The Jews, on their part, have no interest in racial balancing, but neverthele­ss assume their part in Trujillo’s vision of a hundred thousand Europeans providing a barrier against invasion. For these Jews, Trujillo’s offer is simple – it amounts to a grant of survival. And on that subject there can be little to discuss. Jews and Dominicans, it turns out, are in need of one another.

This is why Kaufmann, an 88- year- old retired real estate developer based in Toronto at the start of the novel, has a mysterious link with the Dominican Republic where he spent the war in an agricultur­al settlement – “Jews growing bananas,” as one settler puts it. Now 70 years after Karl left the Dominican Republic for the more stimulatin­g environmen­t of Canada – with no intention of ever returning – he appears to want to revisit the scenes of his youth.

Unfortunat­ely, he’s a bit late. Signs of dementia are stirring in the old man. After an episode in which he wanders off to a former address, his son Aaron tries to find a secure, custodial residence for Karl, who interprets this as finding a place with a lock-up.
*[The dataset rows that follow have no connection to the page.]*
// tests/scenarios.rs
//
// Integration tests against `FileSet`, covering the lettered scenarios and
// quantified invariants exercised through the public API.

mod common;

use antglob::{AntGlobError, DirWalker, FileSet, FileSetOptions, ListWalker};
use std::cell::Cell;
use std::path::{Path, PathBuf};
use std::rc::Rc;

fn matches(options: FileSetOptions) -> Vec<(PathBuf, String)> {
    let fileset = FileSet::new(options).unwrap();
    fileset.files().unwrap().into_iter().map(|r| r.unwrap()).collect()
}

/// Wraps a `DirWalker`, counting how many directories were visited.
struct CountingWalker {
    inner: Rc<dyn DirWalker>,
    visits: Rc<Cell<usize>>,
}

impl DirWalker for CountingWalker {
    fn walk(
        &self,
        root: &Path,
        visit: &mut dyn FnMut(&Path, &mut Vec<String>, &[String]) -> Result<(), AntGlobError>,
    ) -> Result<(), AntGlobError> {
        let visits = Rc::clone(&self.visits);
        self.inner.walk(root, &mut |dir, subdirs, files| {
            visits.set(visits.get() + 1);
            visit(dir, subdirs, files)
        })
    }
}

#[test]
fn scenario_a_default_excludes_drop_cvs() {
    let walker = Rc::new(ListWalker::from_paths([
        "CVS/error.py",
        "silly/silly1.txt",
        "1/2/3.py",
        "silly/silly3.txt",
        "1/2/4.py",
    ]));
    let options = FileSetOptions::new(vec!["*.py".to_string()])
        .directory(PathBuf::from("/root"))
        .walker(walker);

    let mut found = matches(options);
    found.sort();
    assert_eq!(
        found,
        vec![
            (PathBuf::from("1/2"), "3.py".to_string()),
            (PathBuf::from("1/2"), "4.py".to_string()),
        ]
    );
}

#[test]
fn scenario_b_trailing_slash_matches_directory_and_contents() {
    let walker = Rc::new(ListWalker::from_paths([
        "in/test/1.py",
        "in/a/b/test/2.py",
        "in/a/b/test",
        "out/a/3.py",
        "out/a/test.py",
    ]));
    let options = FileSetOptions::new(vec!["in/**/test/".to_string()])
        .default_excludes(false)
        .directory(PathBuf::from("/root"))
        .walker(walker);

    let mut found = matches(options);
    found.sort();
    assert_eq!(
        found,
        vec![
            (PathBuf::from("in/a/b"), "test".to_string()),
            (PathBuf::from("in/a/b/test"), "2.py".to_string()),
            (PathBuf::from("in/test"), "1.py".to_string()),
        ]
    );
}

#[test]
fn scenario_c_anchored_single_slot_visits_fewer_directories_than_wildcard_slot() {
    let tree = [
        "test/lower/lower.txt",
        "other/lower/lower.txt",
        "another/lower/lower.txt",
    ];

    let anchored_visits = Rc::new(Cell::new(0));
    let anchored_walker = Rc::new(CountingWalker {
        inner: Rc::new(ListWalker::from_paths(tree)),
        visits: Rc::clone(&anchored_visits),
    });
    let anchored = FileSetOptions::new(vec!["/test/lower/lower.txt".to_string()])
        .default_excludes(false)
        .directory(PathBuf::from("/root"))
        .walker(anchored_walker);
    let anchored_found = matches(anchored);
    assert_eq!(anchored_found.len(), 1);

    let wildcard_visits = Rc::new(Cell::new(0));
    let wildcard_walker = Rc::new(CountingWalker {
        inner: Rc::new(ListWalker::from_paths(tree)),
        visits: Rc::clone(&wildcard_visits),
    });
    let wildcard = FileSetOptions::new(vec!["/*/lower/lower.txt".to_string()])
        .default_excludes(false)
        .directory(PathBuf::from("/root"))
        .walker(wildcard_walker);
    let wildcard_found = matches(wildcard);
    assert!(!wildcard_found.is_empty());

    assert!(anchored_visits.get() < wildcard_visits.get());
}

#[test]
fn scenario_d_case_insensitive_exclude_subtracts_regardless_of_case() {
    let walker = Rc::new(ListWalker::from_paths(["lower.txt", "upper.txt"]));
    let options = FileSetOptions::new(vec!["*".to_string()])
        .exclude(vec!["LOWER.TXT".to_string()])
        .case_sensitive(false)
        .default_excludes(false)
        .directory(PathBuf::from("/root"))
        .walker(walker);

    let found = matches(options);
    assert_eq!(found, vec![(PathBuf::new(), "upper.txt".to_string())]);
}

#[test]
fn scenario_f_mixed_case_glob_matches_any_case_file_when_insensitive() {
    let walker = Rc::new(ListWalker::from_paths(["File.TXT"]));
    let options = FileSetOptions::new(vec!["file.txt".to_string()])
        .case_sensitive(false)
        .default_excludes(false)
        .directory(PathBuf::from("/root"))
        .walker(walker);

    let found = matches(options);
    assert_eq!(found, vec![(PathBuf::new(), "File.TXT".to_string())]);
}

#[test]
fn invariant_include_emptiness() {
    let err = FileSet::new(FileSetOptions::new(Vec::new())).unwrap_err();
    assert!(matches!(err, AntGlobError::EmptyIncludes));

    let walker = Rc::new(ListWalker::from_paths(["a.txt", "sub/b.txt"]));
    let options = FileSetOptions::new(vec!["*".to_string()])
        .default_excludes(false)
        .directory(PathBuf::from("/root"))
        .walker(walker);
    let found = matches(options);
    assert_eq!(found.len(), 2);
}

#[test]
fn invariant_reentrant_iteration_is_stable() {
    let walker = Rc::new(ListWalker::from_paths(["a.py", "sub/b.py", "sub/c.txt"]));
    let options = FileSetOptions::new(vec!["*.py".to_string()])
        .default_excludes(false)
        .directory(PathBuf::from("/root"))
        .walker(walker);

    let fileset = FileSet::new(options).unwrap();
    let first: Vec<_> = fileset.files().unwrap().into_iter().map(|r| r.unwrap()).collect();
    let second: Vec<_> = fileset.files().unwrap().into_iter().map(|r| r.unwrap()).collect();
    assert_eq!(first, second);
}

#[test]
fn real_filesystem_symlinks_are_skipped_when_disabled() {
    let dir = common::setup_test_directory().unwrap();

    let options = FileSetOptions::new(vec!["**/*".to_string()])
        .default_excludes(false)
        .symlinks(false)
        .directory(dir.path().to_path_buf());

    let found = matches(options);
    let names: Vec<String> = found.into_iter().map(|(_, name)| name).collect();

    assert!(names.contains(&"keep.txt".to_string()));
    assert!(names.contains(&"nested.txt".to_string()));

    if cfg!(unix) {
        assert!(!names.contains(&"keep_link.txt".to_string()));
    }
}

#[test]
fn invalid_glob_is_rejected_at_enumeration_time() {
    let options = FileSetOptions::new(vec!["a/../b".to_string()]);
    let fileset = FileSet::new(options).unwrap();
    let err = fileset.files().unwrap_err();
    assert!(matches!(err, AntGlobError::InvalidGlob { .. }));
}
Aaron and Karl are “awkward strangers,” even when they have been living under the same roof. Karl delights in needling Aaron, whose occupation is senior policy adviser for the government and whose present crusade, according to Karl, is “saving the world” through bicycle lanes. Aaron believes unashamedl­y that this is a project of benefit to humankind, “bike lanes threading through city streets, stitching up the world.”

Somehow, Karl’s very presence, Layton writes, robs the boy of who he is. That theft includes history, “an ugly birthmark that like Trujillo’s dark skin could never be covered up with whitening powder. He’d wanted his son to have no history, no sides or conviction­s foisted upon him. What was the point of offering him a poisonous past?”

A negative approach indeed. What caused it? Layton does not keep the reader long in suspense. Karl happens to be a Holocaust survivor with a more than average load of guilt – not only did he fail to help his family members escape along with himself from Nazi-occupied Austria, but he more or less destroyed their chances for an escape.

It is difficult to deny that Layton is going over well-trodden ground here. Holocaust guilt is an all too familiar commodity among filmmakers and novelists. It would be tedious to enumerate instances, William Styron’s novel Sophie’s Choice being one of the more conspicuou­s.

Layton’s solution to this problem is a two-track narrative – one track focused on the present conflicts of Aaron and his family, and the other following the course of Karl’s wartime adventures, particular­ly in the Dominican Republic. It’s a technique that does add drive to the narrative and affords welcome relief to the sourness of the main character as he approaches dementia.

The latter theme, however, is another increasing­ly familiar motif in our literature, as Baby Boomer novelists age. To be candid, I do not greet this new literary developmen­t with much enthusiasm. I could well wish for a different set of recurring nightmares in our storytelli­ng but that’s the kind of thing we don’t much get to choose. Layton’s novel, thank heavens, does not dwell on clinical details. It’s an expertly drawn narrative, well paced and above all intriguing in its portrayal of an odd, littleknow­n episode in the Second World War.